Developmental Patterns of Onset of Use

One of the most influential attempts to describe patterns of multiple drug use is the “stages of drug use” model developed by Kandel. Kandel posited that persons proceed from licit to illicit drugs and from use of less to more serious drugs. The stages of drug use involvement that she identified were: (1) no use of any drugs; (2) use of beer or wine; (3) use of cigarettes and/or hard liquor; (4) use of marijuana; and (5) use of illicit drugs other than marijuana. Although it is not made explicit by Kandel, there is an implication that the drugs from the earlier stages of development are “carried forward” into the later stages of drug involvement. Thus, a marijuana user is likely to continue his or her use of cigarettes/hard liquor and beer or wine.

Kandel and her colleagues utilized unidimensional Guttman scaling techniques and assumptions to assess the fit of data to the stages of development model. These analyses allowed her to state that use of marijuana is a “necessary” condition for use of other illicit drugs such as heroin and cocaine. This interpretation has been confirmed independently in a number of other studies.” Recently, Donovan and Jessor suggested that problem drinking is a stage that exists subsequent to marijuana use and prior to use of heroin and cocaine. Although their point is to add another sequential marker to the “unidimensional” conceptual defintion of drug use, Donovan and Jessor’s claim underscores the reality of multiple drug use that is implied by the developmental stages model. Yamaguchi and Kandel conducted a follow-up interview of persons 24-25 years old who were initially interviewed 9 years earlier in a study of a representative sample of 10-llth graders in New York state. They found the following:

For men, the pattern of progression is one in which the use of alcohol precedes marijuana; alcohol and marijuana precede other illicit drugs; and alcohol, marijuana and cigarettes precede the use of prescribed psychoactive drugs. Eighty-seven percent of men (82 percent not by chance) are characterized by this pattern. For women, the pattern of progression is one in which either alcohol or cigarettes precedes marijuana; alcohol, cigarettes, and marijuana precede other illicit drugs; alcohol and either cigarettes or marijuana precede prescribed psychoactive drugs. Eighty-six percent of women (77 percent not by chance) share this pattern.
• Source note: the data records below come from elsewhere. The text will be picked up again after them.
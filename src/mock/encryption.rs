use anyhow::{anyhow, Result};
use async_trait::async_trait;
use parking_lot::Mutex;
use std::collections::HashMap;
use std::sync::atomic::{AtomicBool, AtomicUsize, Ordering};
use tracing::debug;

use super::{decryption_proof, digest, random_hex};
use crate::encryption::{
    encode_clear_values, DecryptionResult, EncryptedInput, EncryptionService, SubmitVerification,
    VerifiedDecryption,
};
use crate::ledger::EncryptedHandle;

/// Encryption service that keeps plaintexts in memory behind random handles
#[derive(Default)]
pub struct SimulatedEncryption {
    values: Mutex<HashMap<EncryptedHandle, u32>>,
    initialized: AtomicBool,
    fail_initialize: AtomicBool,
    fail_encrypt: AtomicBool,
    encrypt_calls: AtomicUsize,
    decrypt_calls: AtomicUsize,
}

impl SimulatedEncryption {
    pub fn new() -> Self {
        Self::default()
    }

    /// Already initialized, as after a successful key fetch
    pub fn ready() -> Self {
        let service = Self::default();
        service.initialized.store(true, Ordering::SeqCst);
        service
    }

    pub fn set_fail_initialize(&self, fail: bool) {
        self.fail_initialize.store(fail, Ordering::SeqCst);
    }

    pub fn set_fail_encrypt(&self, fail: bool) {
        self.fail_encrypt.store(fail, Ordering::SeqCst);
    }

    /// Register a plaintext for a handle created elsewhere (seeded records)
    pub fn register(&self, handle: EncryptedHandle, value: u32) {
        self.values.lock().insert(handle, value);
    }

    pub fn encrypt_calls(&self) -> usize {
        self.encrypt_calls.load(Ordering::SeqCst)
    }

    pub fn decrypt_calls(&self) -> usize {
        self.decrypt_calls.load(Ordering::SeqCst)
    }

    fn ensure_initialized(&self) -> Result<()> {
        if self.is_initialized() {
            Ok(())
        } else {
            Err(anyhow!("Encryption service not initialized"))
        }
    }
}

#[async_trait]
impl EncryptionService for SimulatedEncryption {
    async fn initialize(&self) -> Result<()> {
        if self.fail_initialize.load(Ordering::SeqCst) {
            return Err(anyhow!("Failed to fetch public key"));
        }
        self.initialized.store(true, Ordering::SeqCst);
        Ok(())
    }

    fn is_initialized(&self) -> bool {
        self.initialized.load(Ordering::SeqCst)
    }

    async fn encrypt(
        &self,
        contract_address: &str,
        account_address: &str,
        value: u32,
    ) -> Result<EncryptedInput> {
        self.ensure_initialized()?;
        self.encrypt_calls.fetch_add(1, Ordering::SeqCst);
        if self.fail_encrypt.load(Ordering::SeqCst) {
            return Err(anyhow!("Input proof generation failed"));
        }

        let nonce = random_hex(16);
        let handle = digest(&[contract_address, account_address, &value.to_string(), &nonce]);
        let proof = digest(&["input", &handle, contract_address, account_address]);
        self.values
            .lock()
            .insert(EncryptedHandle::new(handle.clone()), value);

        Ok(EncryptedInput {
            encrypted_data: handle,
            proof,
        })
    }

    async fn verify_decrypt(
        &self,
        handles: Vec<EncryptedHandle>,
        contract_address: &str,
        submit: SubmitVerification,
    ) -> Result<VerifiedDecryption> {
        self.ensure_initialized()?;
        self.decrypt_calls.fetch_add(1, Ordering::SeqCst);

        let clear_values = {
            let values = self.values.lock();
            handles
                .iter()
                .map(|handle| {
                    values
                        .get(handle)
                        .map(|value| (handle.clone(), *value))
                        .ok_or_else(|| anyhow!("Unknown handle {}", handle))
                })
                .collect::<Result<Vec<_>>>()?
        };

        let ordered: Vec<u32> = clear_values.iter().map(|(_, value)| *value).collect();
        let bundle = encode_clear_values(&ordered);
        let proof = decryption_proof(&bundle);
        debug!(
            "Decrypted {} handle(s) for {}",
            clear_values.len(),
            contract_address
        );

        let pending = submit(bundle, proof).await?;
        let receipt = pending.await_finality().await?;

        Ok(VerifiedDecryption {
            decryption_result: DecryptionResult {
                clear_values: clear_values.into_iter().collect(),
            },
            receipt,
        })
    }
}

#[cfg(test)]
mod tests {
    use super::*;
    use crate::encryption::{decode_clear_values, SubmitFuture};
    use crate::ledger::{PendingTransaction, TxReceipt};
    use std::sync::Arc;

    struct Finalized;

    #[async_trait]
    impl PendingTransaction for Finalized {
        fn tx_hash(&self) -> &str {
            "0xtx"
        }

        async fn await_finality(self: Box<Self>) -> Result<TxReceipt> {
            Ok(TxReceipt {
                tx_hash: "0xtx".to_string(),
                block_number: None,
            })
        }
    }

    #[tokio::test]
    async fn test_requires_initialization() {
        let service = SimulatedEncryption::new();
        assert!(service.encrypt("0xc", "0xa", 1).await.is_err());
        service.initialize().await.unwrap();
        assert!(service.encrypt("0xc", "0xa", 1).await.is_ok());

        let failing = SimulatedEncryption::new();
        failing.set_fail_initialize(true);
        assert!(failing.initialize().await.is_err());
        assert!(!failing.is_initialized());
    }

    #[tokio::test]
    async fn test_handles_are_unique_per_encryption() {
        let service = SimulatedEncryption::ready();
        let a = service.encrypt("0xc", "0xa", 7).await.unwrap();
        let b = service.encrypt("0xc", "0xa", 7).await.unwrap();
        assert_ne!(a.encrypted_data, b.encrypted_data);
        assert_eq!(service.encrypt_calls(), 2);
    }

    #[tokio::test]
    async fn test_verify_decrypt_submits_matching_bundle() {
        let service = SimulatedEncryption::ready();
        let input = service.encrypt("0xc", "0xa", 1200).await.unwrap();
        let handle = EncryptedHandle::new(input.encrypted_data);

        let seen = Arc::new(Mutex::new(None));
        let seen_in_submit = seen.clone();
        let submit: SubmitVerification = Box::new(move |bundle: String, proof: String| {
            let fut: SubmitFuture = Box::pin(async move {
                *seen_in_submit.lock() = Some((bundle, proof));
                Ok(Box::new(Finalized) as Box<dyn PendingTransaction>)
            });
            fut
        });

        let verified = service
            .verify_decrypt(vec![handle.clone()], "0xc", submit)
            .await
            .unwrap();
        assert_eq!(verified.decryption_result.clear_values[&handle], 1200);

        let (bundle, proof) = seen.lock().clone().unwrap();
        assert_eq!(decode_clear_values(&bundle).unwrap(), vec![1200]);
        assert_eq!(proof, decryption_proof(&bundle));
        assert_eq!(service.decrypt_calls(), 1);
    }

    #[tokio::test]
    async fn test_unknown_handle_fails_before_submission() {
        let service = SimulatedEncryption::ready();
        let submit: SubmitVerification = Box::new(|_: String, _: String| {
            let fut: SubmitFuture = Box::pin(async { Err(anyhow!("must not be called")) });
            fut
        });
        let err = service
            .verify_decrypt(vec![EncryptedHandle::new("0xnope")], "0xc", submit)
            .await
            .err()
            .unwrap();
        assert!(err.to_string().contains("Unknown handle"));
    }
}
There are at least two things to note about the relatively invariant stages of drug involvement. First, the stages are invariant at this point in history. The order could change at some future point for a number of reasons, especially changes in the sociolegal aspects of drugs or new knowledge about negative effects. Second, it should be remembered that the stages-of-development model “implies” use of multiple substances, not just a sequence in which drugs at later stages are “substituted” for drugs used at prior stages. Drug users carry forward their use of substances appearing at earlier stages, often at higher or more intensive levels of frequency and quantity consumed.

Clusters of Drugs

The development in recent years of more sophisticated statistical techniques for uncovering the “latent” constructs for measured variables (i.e., frequency and extent of use of various drugs) has provided a different window or perspective on multiple drug use. Huba et al. used data from 1634 students in the 7th through the 11th grades in Los Angeles to compare their “common factor” model with Kandel’s “simplex” model. The respondents were asked the number of times they had used 13 different classes of drugs. Using maximum likelihood confirmatory factor analysis techniques, Huba and his colleagues found three latent constructs:

There are positive loadings for beer, wine, liquor, cigarette, and inhalant use on the first latent variable of alcohol use. The second latent variable of cannabis use has positive loadings for marijuana, hashish, and cigarettes, and a significant negative loading for wine. The third latent variable of hard drug use has significant positive loadings for cocaine, tranquilizers, drugstore medication, heroin, hashish, inhalants, hallucin-ogenics, amphetamines, and liquor.

The essential conclusions of this study were that drug use among adolescents is unidimensional even at the first-order latent factor level and that the fit of the data to the common factor model is not significantly better than the fit to the simplex model. Examination of the drugs clustered in each of the three latent variables illustrates the reality of multiple drug use only implied in discussions of sequential conceptualizations of the stages of development in drug use. However, neither the Kandel nor the Huba et ah approaches tell us anything about when the various drugs are/were used or whether use of one drug had anything to do with use of the other drugs. These two models merely allow the researcher to locate respondents on a crude scale of drug involvement; they do not provide a very good basis for substantive conclusions about levels of multiple drug use in society.

Typologies of Drug Users

There is a longstanding tradition in the drug abuse field to attempt to place individuals into descriptive categories or types based on (1) their use of various drugs and (2) their psychosocial characteristics.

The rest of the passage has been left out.